** Opening Input data block **

/// Replace a magnitude `r` by `v - r`, for `0 < r < v`.
fn rsub_mag(r: &mut LimbsBuffer, v: &[LimbType]) -> Result<(), MpIntError> {
    r.normalize();
    debug_assert_eq!(cmp_mag_mp_mp(r.as_slice(), v), Ordering::Less);
    r.try_resize(v.len())?;
    // v - r == v + (~r + 1) mod b^n.
    let r_limbs = r.as_mut_slice();
    for r_val in r_limbs.iter_mut() {
        *r_val = !*r_val;
    }
    ct_add_mp_l(r_limbs, 1);
    ct_add_mp_mp(r_limbs, v);
    Ok(())
}

fn store_result(w: &mut MpInt, negative: bool, mut limbs: LimbsBuffer) {
    mem::swap(&mut w.limbs, &mut limbs);
    w.negative = negative;
    w.normalize();
}

/// Truncating division: `u == q * v + r`, `|r| < |v|` and `r` has the sign of `u`.
pub fn tdivmod_mp_mp(
    q: &mut MpInt,
    r: &mut MpInt,
    u: &MpInt,
    v: &MpInt,
) -> Result<(), MpIntError> {
    if v.is_zero() {
        return Err(MpIntError::DivisionByZero);
    }
    let (q_mag, r_mag) = tdivmod_mag(u.limbs(), v.limbs())?;
    store_result(q, u.negative ^ v.negative, q_mag);
    store_result(r, u.negative, r_mag);
    Ok(())
}

type SignedMag = (bool, LimbsBuffer);

/// Floor division of magnitudes with signs.
///
/// Returns the quotient and remainder with their respective signs.
fn floor_divmod(u: &MpInt, v: &MpInt) -> Result<(SignedMag, SignedMag), MpIntError> {
    if v.is_zero() {
        return Err(MpIntError::DivisionByZero);
    }
    let (mut q_mag, mut r_mag) = tdivmod_mag(u.limbs(), v.limbs())?;
    let r_is_zero = r_mag.as_slice().iter().all(|l| *l == 0);
    if u.negative != v.negative && !r_is_zero {
        // Round the quotient away from zero, i.e. toward negative infinity. The remainder
        // becomes |v| - |r| with the sign of v.
        inc_mag(&mut q_mag)?;
        rsub_mag(&mut r_mag, v.limbs())?;
    }
    Ok(((u.negative ^ v.negative, q_mag), (v.negative, r_mag)))
}

/// Floor division: `u == q * v + r`, `|r| < |v|` and `r` has the sign of `v`.
pub fn divmod_mp_mp(q: &mut MpInt, r: &mut MpInt, u: &MpInt, v: &MpInt) -> Result<(), MpIntError> {
    let ((q_negative, q_mag), (r_negative, r_mag)) = floor_divmod(u, v)?;
    store_result(q, q_negative, q_mag);
    store_result(r, r_negative, r_mag);
    Ok(())
}

/// Floor quotient, as in [`divmod_mp_mp()`].
pub fn quo_mp_mp(q: &mut MpInt, u: &MpInt, v: &MpInt) -> Result<(), MpIntError> {
    let ((q_negative, q_mag), _) = floor_divmod(u, v)?;
    store_result(q, q_negative, q_mag);
    Ok(())
}

/// Floor remainder, as in [`divmod_mp_mp()`].
pub fn rem_mp_mp(r: &mut MpInt, u: &MpInt, v: &MpInt) -> Result<(), MpIntError> {
    let (_, (r_negative, r_mag)) = floor_divmod(u, v)?;
    store_result(r, r_negative, r_mag);
    Ok(())
}

/// Division rounding to the nearest quotient, ties to even.
///
/// `u == q * v + r` with `|r| <= |v| / 2`.
pub fn divmod_near_mp_mp(
    q: &mut MpInt,
    r: &mut MpInt,
    u: &MpInt,
    v: &MpInt,
) -> Result<(), MpIntError> {
    if v.is_zero() {
        return Err(MpIntError::DivisionByZero);
    }
    let (mut q_mag, mut r_mag) = tdivmod_mag(u.limbs(), v.limbs())?;
    r_mag.normalize();

    // Compare 2 * |r| against |v|.
    let r_twice = {
        let mut r_twice = LimbsBuffer::try_with_nlimbs(r_mag.nlimbs() + 1)?;
        let r_twice_limbs = r_twice.as_mut_slice();
        r_twice_limbs[..r_mag.nlimbs()].copy_from_slice(r_mag.as_slice());
        let carry = ct_add_mp_mp(&mut r_twice_limbs[..], r_mag.as_slice());
        debug_assert_eq!(carry, 0);
        r_twice.normalize();
        r_twice
    };
    let round_up = match cmp_mag_mp_mp(r_twice.as_slice(), v.limbs()) {
        Ordering::Greater => true,
        Ordering::Equal => q_mag.load_l(0) & 1 != 0,
        Ordering::Less => false,
    };

    let mut r_negative = u.negative;
    if round_up {
        inc_mag(&mut q_mag)?;
        rsub_mag(&mut r_mag, v.limbs())?;
        r_negative = !r_negative;
    }
    store_result(q, u.negative ^ v.negative, q_mag);
    store_result(r, r_negative, r_mag);
    Ok(())
}

impl MpInt {
    /// Floor division, returning quotient and remainder.
    pub fn checked_divmod(&self, v: &MpInt) -> Result<(MpInt, MpInt), MpIntError> {
        let (mut q, mut r) = (MpInt::new(), MpInt::new());
        divmod_mp_mp(&mut q, &mut r, self, v)?;
        Ok((q, r))
    }

    /// Truncating division, returning quotient and remainder.
    pub fn checked_tdivmod(&self, v: &MpInt) -> Result<(MpInt, MpInt), MpIntError> {
        let (mut q, mut r) = (MpInt::new(), MpInt::new());
        tdivmod_mp_mp(&mut q, &mut r, self, v)?;
        Ok((q, r))
    }

    /// Floor quotient.
    pub fn checked_div_floor(&self, v: &MpInt) -> Result<MpInt, MpIntError> {
        let mut q = MpInt::new();
        quo_mp_mp(&mut q, self, v)?;
        Ok(q)
    }

    /// Floor remainder, with the sign of `v`.
    pub fn checked_rem_floor(&self, v: &MpInt) -> Result<MpInt, MpIntError> {
        let mut r = MpInt::new();
        rem_mp_mp(&mut r, self, v)?;
        Ok(r)
    }

    pub fn checked_divmod_near(&self, v: &MpInt) -> Result<(MpInt, MpInt), MpIntError> {
        let (mut q, mut r) = (MpInt::new(), MpInt::new());
        divmod_near_mp_mp(&mut q, &mut r, self, v)?;
        Ok((q, r))
    }
}

#[test]
fn test_divmod_mp_mp_floor() {
    let (q, r) = MpInt::from(-7i64).checked_divmod(&MpInt::from(2i64)).unwrap();
    assert_eq!(q, MpInt::from(-4i64));
    assert_eq!(r, MpInt::from(1i64));

    for u in [0i64, 1, -1, 7, -7, 8, -8, 100, -100, i64::MAX, i64::MIN] {
        for v in [1i64, -1, 2, -2, 3, -3, 9, -9, 1000, -1000, i64::MAX, i64::MIN] {
            let (q, r) = MpInt::from(u).checked_divmod(&MpInt::from(v)).unwrap();
            let (u, v) = (u as i128, v as i128);
            assert_eq!(q, MpInt::from(floor_div(u, v)));
            assert_eq!(r, MpInt::from(u - v * floor_div(u, v)));
        }
    }
}

#[cfg(test)]
fn floor_div(u: i128, v: i128) -> i128 {
    let q = u / v;
    if (u % v != 0) && ((u < 0) != (v < 0)) {
        q - 1
    } else {
        q
    }
}

#[test]
fn test_tdivmod_mp_mp() {
    for u in [0i64, 1, -1, 7, -7, 100, -100, i64::MAX, i64::MIN] {
        for v in [1i64, -1, 2, -2, 3, -3, 1000, -1000, i64::MIN] {
            let (q, r) = MpInt::from(u).checked_tdivmod(&MpInt::from(v)).unwrap();
            let (u, v) = (u as i128, v as i128);
            assert_eq!(q, MpInt::from(u / v));
            assert_eq!(r, MpInt::from(u % v));
        }
    }
}

#[test]
fn test_divmod_mp_mp_by_zero() {
    let u = MpInt::from(5i64);
    let zero = MpInt::new();
    assert_eq!(u.checked_divmod(&zero).unwrap_err(), MpIntError::DivisionByZero);
    assert_eq!(u.checked_tdivmod(&zero).unwrap_err(), MpIntError::DivisionByZero);
    assert_eq!(u.checked_div_floor(&zero).unwrap_err(), MpIntError::DivisionByZero);
    assert_eq!(u.checked_rem_floor(&zero).unwrap_err(), MpIntError::DivisionByZero);
    assert_eq!(u.checked_divmod_near(&zero).unwrap_err(), MpIntError::DivisionByZero);
}

#[test]
fn test_divmod_mp_mp_small_dividend() {
    // |v| > |u|: q == 0 and r == u for agreeing signs, q == -1 and r == u + v otherwise.
    let u = tst_mk_mpint!("12345");
    let v = tst_mk_mpint!("-0x10000000000000000000000000000");
    let (q, r) = u.checked_divmod(&v).unwrap();
    assert_eq!(q, MpInt::from(-1i64));
    assert_eq!(r, u.checked_add(&v).unwrap());
    let (q, r) = u.checked_divmod(&v.checked_neg().unwrap()).unwrap();
    assert!(q.is_zero());
    assert_eq!(r, u);
}
#![macro_use]

/// Parse a literal with automatic base detection, `0x`, `0o` and `0b` prefixes included.
macro_rules! tst_mk_mpint {
    ($s:expr) => {
        crate::MpInt::from_str_radix($s, 0).unwrap()
    };
}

** Closing Input data block **

_What the task asks_. Go through the entries above and copy every line containing "remainder".

_Result of the exercise_.
/// Returns the quotient and remainder with their respective signs.
        // Round the quotient away from zero, i.e. toward negative infinity. The remainder
/// Floor remainder, as in [`divmod_mp_mp()`].
    /// Floor division, returning quotient and remainder.
    /// Truncating division, returning quotient and remainder.
    /// Floor remainder, with the sign of `v`.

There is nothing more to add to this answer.